Approximately three weeks before the relocation - it was May - shoots appeared all over the ficus. Four months before its time, it was growing new leaves for the one (its primary caretaker) that it loved more than anyone, it seems, to see them for one last time.

It doesn't matter one bit if anyone believes this or not: it really happened - and that won't change.







[edit on 20-3-2008 by Vanitas]


reply posted on 21-3-2008 @ 11:00 AM by jaamaan
Here is some information regarding Cleve Backster and his polygraph experiments.


It would never occur to a plant or animal physiologist to test plants for consciousness or ESP because their knowledge would be sufficient to rule out the possibility of plants having feelings or perceptions on the order of human feeling or perception. In layman's terms, plants don't have brains or anything similar to brains.

However, a person completely ignorant of plant and animal science has not only tested plants for perception and feeling, he claims that he has scientific proof that plants experience a wide range of emotions and thoughts. He also claims that plants can read human minds. His name is Cleve Backster and he published his research in the International Journal of Parapsychology ("Evidence of a Primary Perception in Plant Life," vol. 10, no. 4, Winter 1968, pp. 329-348). He tested his plants on a polygraph machine and found that plants react to thoughts and threats.
skepdic.com...



Cleve Backster, who instituted the Central Intelligence Agency's polygraph program in 1948, also has some curious ideas about plants (in particular, that they can perceive human thoughts and intentions), as the following article on Skepdic.com explains:

skepdic.com...

Backster seems to believe that there is a conspiracy in the scientific community to discredit his revolutionary discovery that plants can read human thought. But scientists have been unable to reproduce his results under controlled conditions.
antipolygraph.org...



But over here, the idea occurred to me, the idea occurred to me - and only the idea - "I know what I am going to do: I am going to burn that plant leaf, that very leaf that's attached to the polygraph."
Now I didn't have matches in the room. I wasn't touching the plant in any way. I was maybe five feet away from the desk. I was essentially away from the plant.
The only new thing that occurred was my intent to burn that plant leaf.
Right here, split second-wise, was when I thought of burning that plant leaf and the image entered my mind. I wasn't using words at all.
And up that the thing went into a wild agitation.
Now this was very late at night and towards morning. The building was empty and there was just no other reason for this reaction. This had been going along at a fairly stable level all the way up to this point.
So this amazed me.
This, I would say, would be a very high quality observation, and my consciousness hasn't been the same since. And this happened in 1966.
I thought, "Wow! This thing read my mind!" It was that obvious to me right then.
josesilva.info...



reply posted on 21-3-2008 @ 01:38 PM by Sleuth
reply to post by ZeroKnowledge


Zero, watch Part 3 of the video posted. I think you'll be surprised. I just was. In the last ten minutes I've developed a whole different outlook on the plant world.

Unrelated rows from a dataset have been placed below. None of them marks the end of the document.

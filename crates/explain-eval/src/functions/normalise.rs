//! Attribution normalisation.

use std::sync::Arc;

use ndarray::{ArrayD, ArrayViewD};

pub type NormaliseFn = Arc<dyn Fn(ArrayViewD<'_, f32>) -> ArrayD<f32> + Send + Sync + 'static>;

/// Normalises one instance's attribution.
#[derive(Clone)]
pub struct Normaliser {
    name: &'static str,
    normalise_fn: NormaliseFn,
}

impl Normaliser {
    pub fn new(
        name: &'static str,
        normalise_fn: impl Fn(ArrayViewD<'_, f32>) -> ArrayD<f32> + Send + Sync + 'static,
    ) -> Self {
        Self {
            name,
            normalise_fn: Arc::new(normalise_fn),
        }
    }

    /// Divide by the largest absolute value. All-zero input is returned as is.
    pub fn by_max() -> Self {
        Self::new("normalise_by_max", |a| {
            let max_abs = a.iter().fold(0.0f32, |m, v| m.max(v.abs()));
            if max_abs > 0.0 {
                a.mapv(|v| v / max_abs)
            } else {
                a.to_owned()
            }
        })
    }

    /// Scale positives by the maximum and negatives by the magnitude of the
    /// minimum, so the result lies in `[-1, 1]` with signs preserved.
    pub fn by_negative() -> Self {
        Self::new("normalise_by_negative", |a| {
            let min = a.iter().cloned().fold(f32::INFINITY, f32::min);
            let max = a.iter().cloned().fold(f32::NEG_INFINITY, f32::max);
            if a.is_empty() {
                return a.to_owned();
            }
            if min >= 0.0 {
                if max > 0.0 {
                    a.mapv(|v| v / max)
                } else {
                    a.to_owned()
                }
            } else if max <= 0.0 {
                a.mapv(|v| -v / min)
            } else {
                a.mapv(|v| {
                    if v > 0.0 {
                        v / max
                    } else if v < 0.0 {
                        -v / min
                    } else {
                        0.0
                    }
                })
            }
        })
    }

    pub fn normalise(&self, a: ArrayViewD<'_, f32>) -> ArrayD<f32> {
        (self.normalise_fn)(a)
    }

    pub fn name(&self) -> &'static str {
        self.name
    }
}

impl std::fmt::Debug for Normaliser {
    fn fmt(&self, f: &mut std::fmt::Formatter<'_>) -> std::fmt::Result {
        f.debug_struct("Normaliser").field("name", &self.name).finish()
    }
}

#[cfg(test)]
mod tests {
    use super::*;
    use approx::assert_abs_diff_eq;
    use ndarray::array;

    #[test]
    fn by_max_uses_absolute_peak() {
        let a = array![-4.0f32, 2.0, 1.0].into_dyn();
        let out = Normaliser::by_max().normalise(a.view());
        assert_eq!(out, array![-1.0f32, 0.5, 0.25].into_dyn());
    }

    #[test]
    fn by_max_keeps_zeros() {
        let a = array![0.0f32, 0.0].into_dyn();
        assert_eq!(Normaliser::by_max().normalise(a.view()), a);
    }

    #[test]
    fn by_negative_scales_each_sign() {
        let a = array![-2.0f32, 0.0, 4.0, 1.0].into_dyn();
        let out = Normaliser::by_negative().normalise(a.view());
        assert_abs_diff_eq!(out[0], -1.0);
        assert_abs_diff_eq!(out[1], 0.0);
        assert_abs_diff_eq!(out[2], 1.0);
        assert_abs_diff_eq!(out[3], 0.25);

        let neg = array![-2.0f32, -1.0].into_dyn();
        let out = Normaliser::by_negative().normalise(neg.view());
        assert_eq!(out, array![-1.0f32, -0.5].into_dyn());
    }
}
//! Channel-order handling for batched inputs.
//!
//! Internally every batch is channel-first: axis 0 is the instance axis,
//! axis 1 the channel axis, and the remaining axes are spatial.

use ndarray::{ArrayD, ArrayViewD};

use crate::error::ShapeError;

/// Semantic axis constants for batched, channel-first arrays.
pub mod axis {
    use ndarray::Axis;

    /// Instance axis of a batch.
    pub const BATCH: Axis = Axis(0);
    /// Channel axis of a batch.
    pub const CHANNEL: Axis = Axis(1);
    /// First spatial axis of a single instance (batch axis stripped).
    pub const FIRST_SPATIAL: usize = 1;
}

/// Infer whether a batch shape is channel-first.
///
/// The channel axis is taken to be the smaller of axis 1 and the last axis.
/// For rank-3 batches the two are compared directly; for higher ranks the
/// candidate must be strictly smaller than every other non-batch axis.
///
/// # Errors
///
/// [`ShapeError::UnsupportedRank`] below rank 3, [`ShapeError::AmbiguousLayout`]
/// when neither candidate is strictly smallest.
pub fn infer_channel_first(shape: &[usize]) -> Result<bool, ShapeError> {
    let ndim = shape.len();
    if ndim < 3 {
        return Err(ShapeError::UnsupportedRank(ndim));
    }

    let first = shape[axis::CHANNEL.index()];
    let last = shape[ndim - 1];

    if ndim == 3 {
        return match first.cmp(&last) {
            std::cmp::Ordering::Less => Ok(true),
            std::cmp::Ordering::Greater => Ok(false),
            std::cmp::Ordering::Equal => Err(ShapeError::AmbiguousLayout(shape.to_vec())),
        };
    }

    if shape[1..ndim - 1].iter().all(|&s| last < s) {
        return Ok(false);
    }
    if shape[2..].iter().all(|&s| first < s) {
        return Ok(true);
    }
    Err(ShapeError::AmbiguousLayout(shape.to_vec()))
}

/// Axis permutation moving the last axis to position 1.
fn last_to_channel(ndim: usize) -> Vec<usize> {
    let mut perm = Vec::with_capacity(ndim);
    perm.push(0);
    perm.push(ndim - 1);
    perm.extend(1..ndim - 1);
    perm
}

/// Axis permutation moving axis 1 to the end.
fn channel_to_last(ndim: usize) -> Vec<usize> {
    let mut perm = Vec::with_capacity(ndim);
    perm.push(0);
    perm.extend(2..ndim);
    perm.push(1);
    perm
}

/// Reorder a batch to channel-first layout.
///
/// Returns the batch unchanged when it already is channel-first.
pub fn make_channel_first(x: ArrayD<f32>, channel_first: bool) -> Result<ArrayD<f32>, ShapeError> {
    if channel_first {
        return Ok(x);
    }
    let ndim = x.ndim();
    if ndim < 3 {
        return Err(ShapeError::UnsupportedRank(ndim));
    }
    Ok(x
        .permuted_axes(last_to_channel(ndim))
        .as_standard_layout()
        .into_owned())
}

/// Reorder a channel-first batch to channel-last layout.
pub fn make_channel_last(x: ArrayViewD<'_, f32>) -> Result<ArrayD<f32>, ShapeError> {
    let ndim = x.ndim();
    if ndim < 3 {
        return Err(ShapeError::UnsupportedRank(ndim));
    }
    Ok(x.permuted_axes(channel_to_last(ndim))
        .as_standard_layout()
        .into_owned())
}

#[cfg(test)]
mod tests {
    use super::*;
    use ndarray::{ArrayD, IxDyn};

    #[test]
    fn infers_image_layouts() {
        assert_eq!(infer_channel_first(&[8, 3, 28, 28]), Ok(true));
        assert_eq!(infer_channel_first(&[8, 28, 28, 3]), Ok(false));
        assert_eq!(infer_channel_first(&[8, 1, 28, 28]), Ok(true));
    }

    #[test]
    fn infers_rank3_layouts() {
        assert_eq!(infer_channel_first(&[4, 3, 100]), Ok(true));
        assert_eq!(infer_channel_first(&[4, 100, 3]), Ok(false));
        assert!(matches!(
            infer_channel_first(&[4, 5, 5]),
            Err(ShapeError::AmbiguousLayout(_))
        ));
    }

    #[test]
    fn rejects_ambiguous_and_low_rank() {
        assert!(matches!(
            infer_channel_first(&[2, 4, 4, 4]),
            Err(ShapeError::AmbiguousLayout(_))
        ));
        assert_eq!(infer_channel_first(&[2, 4]), Err(ShapeError::UnsupportedRank(2)));
    }

    #[test]
    fn channel_last_round_trip_moves_values() {
        // (1, H=2, W=2, C=2)
        let data: Vec<f32> = (0..8).map(|v| v as f32).collect();
        let x = ArrayD::from_shape_vec(IxDyn(&[1, 2, 2, 2]), data).unwrap();

        let first = make_channel_first(x.clone(), false).unwrap();
        assert_eq!(first.shape(), &[1, 2, 2, 2]);
        // channel 1 at (h=0, w=1) was x[0, 0, 1, 1] = 3
        assert_eq!(first[[0, 1, 0, 1]], 3.0);

        let back = make_channel_last(first.view()).unwrap();
        assert_eq!(back, x);
    }
}
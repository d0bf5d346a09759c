//! Aggregation of per-instance scores.

use std::sync::Arc;

pub type AggregateFn = Arc<dyn Fn(&[f64]) -> f64 + Send + Sync + 'static>;

/// Collapses per-instance scores into one value.
#[derive(Clone)]
pub struct Aggregator {
    name: &'static str,
    aggregate_fn: AggregateFn,
}

impl Aggregator {
    pub fn new(
        name: &'static str,
        aggregate_fn: impl Fn(&[f64]) -> f64 + Send + Sync + 'static,
    ) -> Self {
        Self {
            name,
            aggregate_fn: Arc::new(aggregate_fn),
        }
    }

    /// Arithmetic mean. NaN propagates; empty input gives NaN.
    pub fn mean() -> Self {
        Self::new("mean", |scores| {
            if scores.is_empty() {
                return f64::NAN;
            }
            scores.iter().sum::<f64>() / scores.len() as f64
        })
    }

    pub fn aggregate(&self, scores: &[f64]) -> f64 {
        (self.aggregate_fn)(scores)
    }

    pub fn name(&self) -> &'static str {
        self.name
    }
}

impl Default for Aggregator {
    fn default() -> Self {
        Self::mean()
    }
}

impl std::fmt::Debug for Aggregator {
    fn fmt(&self, f: &mut std::fmt::Formatter<'_>) -> std::fmt::Result {
        f.debug_struct("Aggregator").field("name", &self.name).finish()
    }
}

#[cfg(test)]
mod tests {
    use super::*;

    #[test]
    fn mean_propagates_nan() {
        let mean = Aggregator::mean();
        assert_eq!(mean.aggregate(&[1.0, 2.0, 3.0]), 2.0);
        assert!(mean.aggregate(&[1.0, f64::NAN]).is_nan());
        assert!(mean.aggregate(&[]).is_nan());
    }
}
//! Attribution shape handling.

use ndarray::{ArrayD, ArrayViewD};

use super::layout::axis;
use crate::error::ShapeError;

/// Give attributions the channel axis of the inputs they explain.
///
/// Attributions that were summed over channels (rank one less than `x`)
/// get a size-1 channel axis inserted at position 1. Attributions that
/// already have `x`'s rank are returned as-is.
pub fn expand_attribution_channel(
    a: ArrayD<f32>,
    x_shape: &[usize],
) -> Result<ArrayD<f32>, ShapeError> {
    let (a_len, x_len) = (a.shape().first().copied(), x_shape.first().copied());
    if a_len != x_len {
        return Err(ShapeError::BatchSize {
            x: x_len.unwrap_or(0),
            other: a_len.unwrap_or(0),
        });
    }

    if a.ndim() == x_shape.len() {
        Ok(a)
    } else if a.ndim() + 1 == x_shape.len() {
        Ok(a.insert_axis(axis::CHANNEL))
    } else {
        Err(ShapeError::Rank {
            x: x_shape.len(),
            a: a.ndim(),
        })
    }
}

/// Check that attributions fit the inputs after channel expansion.
///
/// Batch size, rank and spatial extents must agree; the channel axis must
/// be 1 or equal to the input channel count.
pub fn check_attributions(x_shape: &[usize], a_shape: &[usize]) -> Result<(), ShapeError> {
    if x_shape.len() != a_shape.len() {
        return Err(ShapeError::Rank {
            x: x_shape.len(),
            a: a_shape.len(),
        });
    }
    if x_shape.len() < 3 {
        return Err(ShapeError::UnsupportedRank(x_shape.len()));
    }
    if x_shape[0] != a_shape[0] {
        return Err(ShapeError::BatchSize {
            x: x_shape[0],
            other: a_shape[0],
        });
    }
    if x_shape[2..] != a_shape[2..] {
        return Err(ShapeError::Spatial {
            x: x_shape[2..].to_vec(),
            a: a_shape[2..].to_vec(),
        });
    }
    let c = axis::CHANNEL.index();
    if a_shape[c] != 1 && a_shape[c] != x_shape[c] {
        return Err(ShapeError::Channels {
            x: x_shape[c],
            a: a_shape[c],
        });
    }
    Ok(())
}

/// Whether every element equals the first one.
///
/// Empty arrays count as constant.
pub fn is_constant(a: ArrayViewD<'_, f32>) -> bool {
    let mut iter = a.iter();
    match iter.next() {
        Some(&first) => iter.all(|&v| v == first),
        None => true,
    }
}

#[cfg(test)]
mod tests {
    use super::*;
    use ndarray::IxDyn;

    #[test]
    fn inserts_missing_channel_axis() {
        let a = ArrayD::<f32>::zeros(IxDyn(&[2, 4, 4]));
        let expanded = expand_attribution_channel(a, &[2, 3, 4, 4]).unwrap();
        assert_eq!(expanded.shape(), &[2, 1, 4, 4]);
    }

    #[test]
    fn keeps_matching_rank() {
        let a = ArrayD::<f32>::zeros(IxDyn(&[2, 3, 4, 4]));
        let expanded = expand_attribution_channel(a, &[2, 3, 4, 4]).unwrap();
        assert_eq!(expanded.shape(), &[2, 3, 4, 4]);
    }

    #[test]
    fn rejects_batch_and_rank_mismatch() {
        let a = ArrayD::<f32>::zeros(IxDyn(&[3, 4, 4]));
        assert!(matches!(
            expand_attribution_channel(a, &[2, 1, 4, 4]),
            Err(ShapeError::BatchSize { x: 2, other: 3 })
        ));

        let a = ArrayD::<f32>::zeros(IxDyn(&[2, 16]));
        assert!(matches!(
            expand_attribution_channel(a, &[2, 1, 4, 4]),
            Err(ShapeError::Rank { x: 4, a: 2 })
        ));
    }

    #[test]
    fn check_attributions_accepts_single_channel() {
        assert!(check_attributions(&[2, 3, 4, 4], &[2, 1, 4, 4]).is_ok());
        assert!(check_attributions(&[2, 3, 4, 4], &[2, 3, 4, 4]).is_ok());
    }

    #[test]
    fn check_attributions_rejects_mismatches() {
        assert!(matches!(
            check_attributions(&[2, 3, 4, 4], &[2, 2, 4, 4]),
            Err(ShapeError::Channels { x: 3, a: 2 })
        ));
        assert!(matches!(
            check_attributions(&[2, 1, 4, 4], &[2, 1, 4, 5]),
            Err(ShapeError::Spatial { .. })
        ));
    }

    #[test]
    fn constant_detection() {
        let a = ArrayD::<f32>::from_elem(IxDyn(&[2, 2]), 1.0);
        assert!(is_constant(a.view()));
        let mut b = a.clone();
        b[[1, 1]] = 2.0;
        assert!(!is_constant(b.view()));
    }
}
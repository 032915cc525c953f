use clap::{Parser, Subcommand};
use colored::Colorize;
use eyre::{Result, eyre};
use std::path::PathBuf;
use tasklist::{DEFAULT_BASE_URL, HttpTaskSource, SqliteContext, Task, TaskDraft, TaskError, TaskListController};
use uuid::Uuid;

type Controller = TaskListController<SqliteContext, HttpTaskSource>;

#[derive(Parser)]
#[command(name = "tasklist")]
#[command(about = "TaskList CLI - local task list seeded once from a remote service")]
#[command(version)]
struct Cli {
    /// Directory holding the store (default: platform data dir)
    #[arg(short, long)]
    store_path: Option<PathBuf>,

    /// Base URL of the remote task service
    #[arg(long, default_value = DEFAULT_BASE_URL)]
    base_url: String,

    #[command(subcommand)]
    command: Commands,
}

#[derive(Subcommand)]
enum Commands {
    /// Import tasks from the remote service if this store was never seeded
    Sync,

    /// List tasks, optionally filtered by a search query
    List {
        #[arg(short, long)]
        query: Option<String>,
    },

    /// Create a task
    Add {
        name: String,
        #[arg(short, long)]
        details: Option<String>,
    },

    /// Flip a task's completion flag
    Toggle { id: String },

    /// Change a task's name or details
    Edit {
        id: String,
        #[arg(short, long)]
        name: Option<String>,
        #[arg(short, long)]
        details: Option<String>,
        /// Remove the task's details
        #[arg(long, conflicts_with = "details")]
        clear_details: bool,
    },

    /// Delete a task
    Remove { id: String },

    /// Print a task as share text
    Share { id: String },
}

fn main() -> Result<()> {
    // Setup tracing
    tracing_subscriber::fmt::init();

    let cli = Cli::parse();

    let store_path = cli.store_path.unwrap_or_else(default_store_path);
    let context = SqliteContext::open(&store_path)?;
    let mut controller = TaskListController::new(context, HttpTaskSource::new(&cli.base_url));

    match cli.command {
        Commands::Sync => {
            let mut failure = None;
            controller.sync_if_needed(|e| failure = Some(e));
            if let Some(e) = failure {
                return Err(report(e, "Could not initialize tasks from the network"));
            }
            println!("Sync complete");
        }
        Commands::List { query } => {
            controller.sync_if_needed(|e| {
                eprintln!("{} could not initialize tasks from the network: {}", "warning:".yellow(), e);
            });
            load(&mut controller)?;

            if let Some(query) = query.as_deref() {
                controller.filter(Some(query));
                controller.set_filter_active(true);
            }

            let tasks = controller.visible_tasks();
            for task in &tasks {
                print_task(task);
            }
            println!("{} tasks", tasks.len());
        }
        Commands::Add { name, details } => {
            load(&mut controller)?;

            let mut draft = TaskDraft::new(name).persist();
            if let Some(details) = details {
                draft = draft.details(details);
            }
            let task = controller.store().create(draft);
            print_task(&task);
            controller.add(task);
        }
        Commands::Toggle { id } => {
            load(&mut controller)?;
            let id = resolve_id(&controller, &id)?;

            controller.toggle_completion(id);
            if let Some(task) = controller.find(id) {
                print_task(task);
            }
        }
        Commands::Edit {
            id,
            name,
            details,
            clear_details,
        } => {
            load(&mut controller)?;
            let id = resolve_id(&controller, &id)?;
            let current = controller.find(id).cloned().ok_or_else(|| eyre!("Task {} not found", id))?;

            let name = name.unwrap_or(current.name);
            let details = edited_details(details, clear_details, current.details);

            let mut failure = None;
            let changed = controller.edit(id, &name, details.as_deref(), |e| failure = Some(e));
            if let Some(e) = failure {
                return Err(report(e, "Could not save task"));
            }
            if !changed {
                println!("Nothing to change");
            }
            if let Some(task) = controller.find(id) {
                print_task(task);
            }
        }
        Commands::Remove { id } => {
            load(&mut controller)?;
            let id = resolve_id(&controller, &id)?;

            controller.remove(id);
            println!("Removed {}", id);
        }
        Commands::Share { id } => {
            load(&mut controller)?;
            let id = resolve_id(&controller, &id)?;

            if let Some(task) = controller.find(id) {
                println!("{}", task.share_text());
            }
        }
    }

    Ok(())
}

fn default_store_path() -> PathBuf {
    dirs::data_local_dir()
        .map(|dir| dir.join("tasklist"))
        .unwrap_or_else(|| PathBuf::from("."))
}

fn report(error: TaskError, message: &'static str) -> eyre::Report {
    eyre::Report::new(error).wrap_err(message)
}

fn load(controller: &mut Controller) -> Result<()> {
    let mut failure = None;
    controller.load(|e| failure = Some(e));
    match failure {
        Some(e) => Err(report(e, "Could not load tasks from the store")),
        None => Ok(()),
    }
}

/// Accept a full id or any unique prefix of one; the task must be loaded
fn resolve_id(controller: &Controller, input: &str) -> Result<Uuid> {
    if let Ok(id) = Uuid::parse_str(input) {
        return match controller.find(id) {
            Some(_) => Ok(id),
            None => Err(eyre!("No task with id {}", id)),
        };
    }

    let matches: Vec<Uuid> = controller
        .all_tasks()
        .iter()
        .map(|t| t.id)
        .filter(|id| id.to_string().starts_with(input))
        .collect();

    match matches.as_slice() {
        [id] => Ok(*id),
        [] => Err(eyre!("No task matches id {}", input)),
        _ => Err(eyre!("Id prefix {} is ambiguous ({} tasks)", input, matches.len())),
    }
}

fn edited_details(requested: Option<String>, clear: bool, current: Option<String>) -> Option<String> {
    if clear { None } else { requested.or(current) }
}

fn print_task(task: &Task) {
    let mark = if task.is_completed {
        "[x]".green()
    } else {
        "[ ]".normal()
    };
    let name = if task.is_completed {
        task.name.strikethrough().dimmed()
    } else {
        task.name.bold()
    };
    let created = task.created_at.with_timezone(&chrono::Local).format("%d/%m/%y");

    println!("{} {} {} {}", mark, task.id, name, created.to_string().dimmed());
    if let Some(details) = &task.details {
        println!("    {}", details.dimmed());
    }
}
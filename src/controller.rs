// In-memory task list with a filtered view

use crate::context::PersistentContext;
use crate::error::TaskError;
use crate::filter;
use crate::models::Task;
use crate::remote::TaskSource;
use crate::sync::{SyncOutcome, TaskSyncEngine};
use crate::tasks::TaskStore;
use std::collections::HashMap;
use tracing::{debug, info, warn};
use uuid::Uuid;

/// Owns the loaded task list and the filtered view over it
///
/// `all_tasks` is the single authoritative copy of every task. The filtered
/// view is kept as an ordered list of ids resolved against `all_tasks`, so a
/// change to a task is visible through both views.
///
/// `load` and `sync_if_needed` block on store and network work and must run
/// off the interactive thread. Mutating calls take `&mut self`; callers that
/// share a controller across threads serialize through their own lock.
/// `sync_if_needed` should finish before the following `load`.
pub struct TaskListController<C: PersistentContext, S: TaskSource> {
    store: TaskStore<C>,
    sync: TaskSyncEngine<C, S>,
    all_tasks: Vec<Task>,
    filtered_ids: Vec<Uuid>,
    filtering_active: bool,
}

impl<C: PersistentContext, S: TaskSource> TaskListController<C, S> {
    pub fn new(context: C, source: S) -> Self {
        Self {
            store: TaskStore::new(context.clone()),
            sync: TaskSyncEngine::new(context, source),
            all_tasks: Vec::new(),
            filtered_ids: Vec::new(),
            filtering_active: false,
        }
    }

    /// Repository used by this controller, for creating tasks
    pub fn store(&self) -> &TaskStore<C> {
        &self.store
    }

    pub fn all_tasks(&self) -> &[Task] {
        &self.all_tasks
    }

    pub fn filtered_tasks(&self) -> Vec<&Task> {
        let by_id: HashMap<Uuid, &Task> = self.all_tasks.iter().map(|t| (t.id, t)).collect();
        self.filtered_ids.iter().filter_map(|id| by_id.get(id).copied()).collect()
    }

    pub fn is_filtering_active(&self) -> bool {
        self.filtering_active
    }

    /// Tasks to present: the filtered view while filtering, otherwise all
    pub fn visible_tasks(&self) -> Vec<&Task> {
        if self.filtering_active {
            self.filtered_tasks()
        } else {
            self.all_tasks.iter().collect()
        }
    }

    pub fn find(&self, id: Uuid) -> Option<&Task> {
        self.all_tasks.iter().find(|t| t.id == id)
    }

    /// Run the first-launch import if still needed
    pub fn sync_if_needed(&mut self, on_error: impl FnOnce(TaskError)) {
        match self.sync.sync_if_needed() {
            Ok(SyncOutcome::AlreadySynced) => debug!("Initial sync not needed"),
            Ok(outcome) => info!(?outcome, "Initial sync finished"),
            Err(e) => {
                warn!(error = %e, "Initial sync failed");
                on_error(e);
            }
        }
    }

    /// Replace the task list with the store's contents; unchanged on failure
    pub fn load(&mut self, on_error: impl FnOnce(TaskError)) {
        match self.store.get_all() {
            Ok(tasks) => {
                debug!(count = tasks.len(), "Loaded tasks");
                self.all_tasks = tasks;
            }
            Err(e) => {
                warn!(error = %e, "Failed to load tasks");
                on_error(e);
            }
        }
    }

    pub fn set_filter_active(&mut self, active: bool) {
        self.filtering_active = active;
    }

    /// Recompute the filtered view from the current task list
    pub fn filter(&mut self, query: Option<&str>) {
        self.filtered_ids = filter::filter_tasks(&self.all_tasks, query).map(|t| t.id).collect();
        debug!(count = self.filtered_ids.len(), "Filtered tasks");
    }

    /// Append an already persisted task; the filtered view is left alone
    pub fn add(&mut self, task: Task) {
        self.all_tasks.push(task);
    }

    /// Delete a task from the store and from both views
    pub fn remove(&mut self, id: Uuid) {
        self.store.remove(id);

        if let Some(index) = self.all_tasks.iter().position(|t| t.id == id) {
            self.all_tasks.remove(index);
        }
        if let Some(index) = self.filtered_ids.iter().position(|f| *f == id) {
            self.filtered_ids.remove(index);
        }
    }

    /// Flip the completion flag and flush it (best effort)
    pub fn toggle_completion(&mut self, id: Uuid) {
        let Some(task) = self.all_tasks.iter_mut().find(|t| t.id == id) else {
            debug!(%id, "toggle_completion: task not loaded");
            return;
        };

        task.is_completed = !task.is_completed;
        if let Err(e) = self.store.update(task) {
            warn!(%id, error = %e, "Failed to stage completion change");
            return;
        }
        self.store.flush();
    }

    /// Change a task's name and details
    ///
    /// Returns false without touching the store when nothing changed or the
    /// task is not loaded. A failed commit is reported; memory is left as it
    /// was and only this task's staged change is reverted.
    pub fn edit(&mut self, id: Uuid, name: &str, details: Option<&str>, on_error: impl FnOnce(TaskError)) -> bool {
        let Some(index) = self.all_tasks.iter().position(|t| t.id == id) else {
            return false;
        };

        let current = &self.all_tasks[index];
        if current.name == name && current.details.as_deref() == details {
            return false;
        }

        let mut edited = current.clone();
        edited.name = name.to_string();
        edited.details = details.map(str::to_string);

        if let Err(e) = self.store.commit_task(&edited, current) {
            on_error(e);
            return false;
        }

        self.all_tasks[index] = edited;
        true
    }
}
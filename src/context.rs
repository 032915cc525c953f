// Transactional handle to the local store

use crate::error::StoreError;
use crate::record::Record;
use std::marker::PhantomData;
use std::sync::mpsc;
use tracing::{debug, warn};
use uuid::Uuid;

/// Fetch of every record of one type, optionally limited
#[derive(Debug)]
pub struct FetchRequest<T: Record> {
    limit: Option<usize>,
    _marker: PhantomData<fn() -> T>,
}

impl<T: Record> FetchRequest<T> {
    pub fn all() -> Self {
        Self {
            limit: None,
            _marker: PhantomData,
        }
    }

    pub fn limit(mut self, limit: usize) -> Self {
        self.limit = Some(limit);
        self
    }

    pub fn max_results(&self) -> Option<usize> {
        self.limit
    }
}

impl<T: Record> Clone for FetchRequest<T> {
    fn clone(&self) -> Self {
        Self {
            limit: self.limit,
            _marker: PhantomData,
        }
    }
}

pub type FetchCompletion<T> = Box<dyn FnOnce(Result<Vec<T>, StoreError>) + Send + 'static>;

/// A fetch whose result is delivered to `completion` exactly once
pub struct AsyncFetchRequest<T: Record> {
    pub request: FetchRequest<T>,
    pub completion: FetchCompletion<T>,
}

impl<T: Record> AsyncFetchRequest<T> {
    pub fn new<F>(request: FetchRequest<T>, completion: F) -> Self
    where
        F: FnOnce(Result<Vec<T>, StoreError>) + Send + 'static,
    {
        Self {
            request,
            completion: Box::new(completion),
        }
    }
}

/// Shared transaction scope over the local store
///
/// Clones share one staging area: every clone observes the uncommitted
/// changes of every other clone. There is no internal isolation, so only one
/// logical writer sequence may be active at a time.
pub trait PersistentContext: Clone + Send + Sync + 'static {
    /// Schedule an asynchronous fetch. An `Err` here is a store-level
    /// execution error; otherwise the completion fires later on another thread.
    fn execute<T: Record>(&self, request: AsyncFetchRequest<T>) -> Result<(), StoreError>;

    /// Fetch records, including staged changes
    fn fetch<T: Record>(&self, request: &FetchRequest<T>) -> Result<Vec<T>, StoreError>;

    /// Count records, including staged changes
    fn count<T: Record>(&self, request: &FetchRequest<T>) -> Result<usize, StoreError>;

    /// Stage an insert or update
    fn upsert<T: Record>(&self, record: &T) -> Result<(), StoreError>;

    /// Stage a deletion
    fn delete<T: Record>(&self, id: Uuid);

    /// Whether there are staged changes not yet committed
    fn has_changes(&self) -> bool;

    /// Commit all staged changes atomically
    fn save(&self) -> Result<(), StoreError>;

    /// Discard all staged changes
    fn rollback(&self);

    /// Best-effort flush: commits only when dirty, never fails
    fn save_if_changed(&self) {
        if !self.has_changes() {
            return;
        }

        if let Err(e) = self.save() {
            warn!(error = %e, "Failed to save the context, changes remain staged");
        }
    }
}

/// Run an asynchronous fetch and block until its single completion fires
///
/// Blocks the calling thread; never call this from an interactive thread.
pub fn fetch_blocking<C, T>(context: &C, request: FetchRequest<T>) -> Result<Vec<T>, StoreError>
where
    C: PersistentContext,
    T: Record,
{
    let (tx, rx) = mpsc::sync_channel(1);

    context.execute(AsyncFetchRequest::new(request, move |result| {
        // Receiver only disappears if the caller is gone
        let _ = tx.send(result);
    }))?;

    let result = rx.recv().map_err(|_| StoreError::Disconnected)?;
    debug!(
        collection = T::collection_name(),
        ok = result.is_ok(),
        "fetch_blocking: completion received"
    );
    result
}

reply posted on 21-3-2008 @ 02:03 PM by ZeroKnowledge
reply to post by Sleuth


The cat did that!!!!He messed up with experiment. He left without the cat,after all. So the cat was moving the plant camera (you can see that it moving, while the guy is walking).
Seriously , i do not trust this movie. It is an easy experiment, so if it was true - it would be widely accepted. Since this movie, as i understand, never was aired, someone shot it for different purposes.
Here is what i dug on the net,you probably will like it....
www.raven1.net...
It was trendy in those days, even Hubbard is mentioned. And E-meter.
Must have looked like this...
img412.imageshack.us...
Not buying it.


reply posted on 21-3-2008 @ 03:05 PM by Sleuth
reply to post by ZeroKnowledge


What I'm saying is that I realized I should have a more open mind about the subject. These are living things and we can't be presumptuous about what we do and don't know about them.